More intriguingly, do we seriously think that a recognition of the environment would have stopped Thomas Hunt Morgan from actually finding important genes for specific traits in fruit flies? And would it have stopped Hermann Mueller from then finding out cartloads of mutations in these genes by exposing flies to x-rays? On the other hand, Theodosius Dobzhansky did determine the effects of environmental factors in his own fruit fly experiments in the 40s. I think that if anything, mainstream science was quite attuned to the effects of the environment in influencing traits, and genetic factors took some time to be cemented as serious determinants
I think we can agree that Morgan and Mueller's work was supremely important in the history of genetics, and if Weldon's followers had actually kept them from finding what they did it would have been a great loss for science and a strike against Weldonian theorizing. Just because trying to find genes for every single trait or disorder is messy or often a doomed process does not mean the concept itself is a problem; I would say that on balance the search for genetic determinants of traits has been enormously useful and promises to provide a bonanza especially in medicine. Strangely enough, the specific case of causal genes which the Nature piece invokes to illustrate the problems with genetic immutability in fact demonstrates the opposite point: these would be genes for heart disease. The article asks what the tangible gains are in asking whether there is a "gene for heart disease", when at least two genes for heart disease (ones for HMG-CoA reductase and PCSK9) have led to two of the most important targeted therapies for the ailment, therapies which have tangibly improved and saved tens of thousands of lives. Heart disease is of course a complex mix of genes and environment, but it's also a medical disorder where the delineation of a "gene for that" has been extremely helpful.

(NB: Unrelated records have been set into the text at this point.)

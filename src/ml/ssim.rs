// ============================================================
// Layer 5 — Multi-Scale Structural Similarity
// ============================================================
// MS-SSIM over image batches in [0, 1]:
//
//   for each scale i:
//       ssim_i, cs_i = ssim(a, b) with an 11×11 Gaussian (σ = 1.5)
//       a, b = avg_pool 2×2
//   ms_ssim = Π_{i<last} ((cs_i + 1)/2)^w_i · ((ssim_last + 1)/2)^w_last
//
// Five scales when the image allows it; small images use as many
// as fit and renormalise the weights. The window shrinks to the
// image when the image is smaller than 11 pixels.

use burn::{
    prelude::*,
    tensor::{
        module::{avg_pool2d, conv2d},
        ops::ConvOptions,
    },
};

const SCALE_WEIGHTS: [f64; 5] = [0.0448, 0.2856, 0.3001, 0.2363, 0.1333];
const WINDOW_SIZE: usize = 11;
const SIGMA: f64 = 1.5;
const C1: f64 = 0.01 * 0.01;
const C2: f64 = 0.03 * 0.03;

/// Stateless; the Gaussian window is rebuilt per call on the input's device.
#[derive(Debug, Clone, Copy, Default)]
pub struct MsSsim;

impl MsSsim {
    pub fn new() -> Self {
        Self
    }

    /// Mean MS-SSIM of two `[N, C, H, W]` batches, shape `[1]`.
    pub fn forward<B: Backend>(&self, a: Tensor<B, 4>, b: Tensor<B, 4>) -> Tensor<B, 1> {
        let [_, _, height, width] = a.dims();
        let weights = scale_weights(scale_count(height, width));
        let last = weights.len() - 1;

        let mut a = a;
        let mut b = b;
        let mut result: Option<Tensor<B, 1>> = None;

        for (i, weight) in weights.iter().enumerate() {
            let (ssim, cs) = ssim_and_cs(a.clone(), b.clone());
            let term = if i == last { ssim } else { cs };
            let factor = term.add_scalar(1.0).div_scalar(2.0).powf_scalar(*weight);
            result = Some(match result {
                Some(acc) => acc * factor,
                None => factor,
            });

            if i < last {
                a = avg_pool2d(a, [2, 2], [2, 2], [0, 0], true);
                b = avg_pool2d(b, [2, 2], [2, 2], [0, 0], true);
            }
        }

        // scale_weights never returns an empty list
        result.unwrap_or_else(|| Tensor::ones([1], &a.device()))
    }
}

fn scale_count(height: usize, width: usize) -> usize {
    let mut side = height.min(width);
    let mut scales = 1;
    while scales < SCALE_WEIGHTS.len() && side >= 2 {
        side /= 2;
        scales += 1;
    }
    scales
}

fn scale_weights(scales: usize) -> Vec<f64> {
    let used = &SCALE_WEIGHTS[..scales.clamp(1, SCALE_WEIGHTS.len())];
    let total: f64 = used.iter().sum();
    used.iter().map(|w| w / total).collect()
}

fn gaussian_1d(size: usize) -> Vec<f32> {
    let centre = (size / 2) as f64;
    let raw: Vec<f64> = (0..size)
        .map(|x| (-((x as f64 - centre).powi(2)) / (2.0 * SIGMA * SIGMA)).exp())
        .collect();
    let sum: f64 = raw.iter().sum();
    raw.iter().map(|v| (v / sum) as f32).collect()
}

/// Depthwise window `[C, 1, k, k]`.
fn window<B: Backend>(size: usize, channels: usize, device: &B::Device) -> Tensor<B, 4> {
    let g = gaussian_1d(size);
    let mut plane = Vec::with_capacity(size * size * channels);
    for _ in 0..channels {
        for y in &g {
            for x in &g {
                plane.push(y * x);
            }
        }
    }
    Tensor::from_data(TensorData::new(plane, [channels, 1, size, size]), device)
}

fn ssim_and_cs<B: Backend>(a: Tensor<B, 4>, b: Tensor<B, 4>) -> (Tensor<B, 1>, Tensor<B, 1>) {
    let [_, channels, height, width] = a.dims();
    let size = WINDOW_SIZE.min(height).min(width);
    let w = window::<B>(size, channels, &a.device());
    let filter = |x: Tensor<B, 4>| {
        conv2d(x, w.clone(), None, ConvOptions::new([1, 1], [0, 0], [1, 1], channels))
    };

    let mu_a = filter(a.clone());
    let mu_b = filter(b.clone());
    let mu_a_sq = mu_a.clone().powf_scalar(2.0);
    let mu_b_sq = mu_b.clone().powf_scalar(2.0);
    let mu_ab = mu_a * mu_b;

    let sigma_a_sq = filter(a.clone() * a.clone()) - mu_a_sq.clone();
    let sigma_b_sq = filter(b.clone() * b.clone()) - mu_b_sq.clone();
    let sigma_ab = filter(a * b) - mu_ab.clone();

    let v1 = sigma_ab.mul_scalar(2.0).add_scalar(C2);
    let v2 = (sigma_a_sq + sigma_b_sq).add_scalar(C2);
    let cs = (v1.clone() / v2.clone()).mean();

    let numerator = mu_ab.mul_scalar(2.0).add_scalar(C1) * v1;
    let denominator = (mu_a_sq + mu_b_sq).add_scalar(C1) * v2;
    let ssim = (numerator / denominator).mean();

    (ssim, cs)
}

// ─── Unit Tests ───────────────────────────────────────────────────────────────
#[cfg(test)]
mod tests {
    use super::*;
    use burn::backend::NdArray;
    use burn::tensor::Distribution;

    type TestBackend = NdArray;

    fn scalar(t: Tensor<TestBackend, 1>) -> f32 {
        t.into_data().to_vec::<f32>().unwrap()[0]
    }

    #[test]
    fn test_identical_images_score_one() {
        let device = Default::default();
        let img = Tensor::<TestBackend, 4>::random([1, 3, 32, 32], Distribution::Uniform(0.0, 1.0), &device);
        let score = scalar(MsSsim::new().forward(img.clone(), img));
        assert!((score - 1.0).abs() < 1e-4, "score = {score}");
    }

    #[test]
    fn test_different_images_score_below_one() {
        let device = Default::default();
        let a = Tensor::<TestBackend, 4>::random([1, 3, 32, 32], Distribution::Uniform(0.0, 1.0), &device);
        let b = Tensor::<TestBackend, 4>::random([1, 3, 32, 32], Distribution::Uniform(0.0, 1.0), &device);
        let score = scalar(MsSsim::new().forward(a, b));
        assert!(score < 0.99 && score > 0.0, "score = {score}");
    }

    #[test]
    fn test_scale_count_adapts_to_size() {
        assert_eq!(scale_count(256, 256), 5);
        assert_eq!(scale_count(4, 8), 3);
        assert_eq!(scale_count(1, 1), 1);
    }

    #[test]
    fn test_weights_renormalised() {
        let w = scale_weights(2);
        assert_eq!(w.len(), 2);
        assert!((w.iter().sum::<f64>() - 1.0).abs() < 1e-12);
        assert!((scale_weights(5).iter().sum::<f64>() - 1.0).abs() < 1e-12);
    }

    #[test]
    fn test_gaussian_is_normalised_and_peaked() {
        let g = gaussian_1d(11);
        assert!((g.iter().sum::<f32>() - 1.0).abs() < 1e-6);
        assert!(g[5] > g[4] && g[4] > g[0]);
    }
}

Secondly, it's not as if the emphasis on environment over genes has ever stopped ideologues and scientists from pursuing deeply flawed ideas with tragic consequences. It was precisely a rejection of Mendelian genetic determinism that led Trofim Lysenko and his Soviet overlords to embark on campaigns to "reeducate" wheat through "shock therapy" and to reeducate dissidents through "Gulag therapy". The noted Mendelian geneticist Nikolai Vavilov was imprisoned and tortured for his theories and he died a broken man. Other socialist ideologies have also engaged in similar campaigns. The important lesson here is that the perversion of a scientific idea for ideological purposes does not make an argument either for or against the idea itself. The use of social Darwinism in supporting Nazism makes as much of a case for rejecting genetic causes as the use of environmental leveling in supporting Soviet socialism makes for rejecting environmental causes.
The piece asks whether teaching counterfactuals might be a good tool for exposing students to different schools of thoughts and provoking them to think about other directions that history might have taken. Generally speaking I am always in favor of teaching students the history of scientific ideas, but I also think that this works only if we also teach them the inadequacy - in fact the futility - of post-factual historical prediction. The actual unfolding of history is so messy and subject to so many contingent forces that its march looks linear only in retrospect, when we have its one true manifestation in the form of bare facts at hand. Any speculation regarding what ifs remains speculation at best.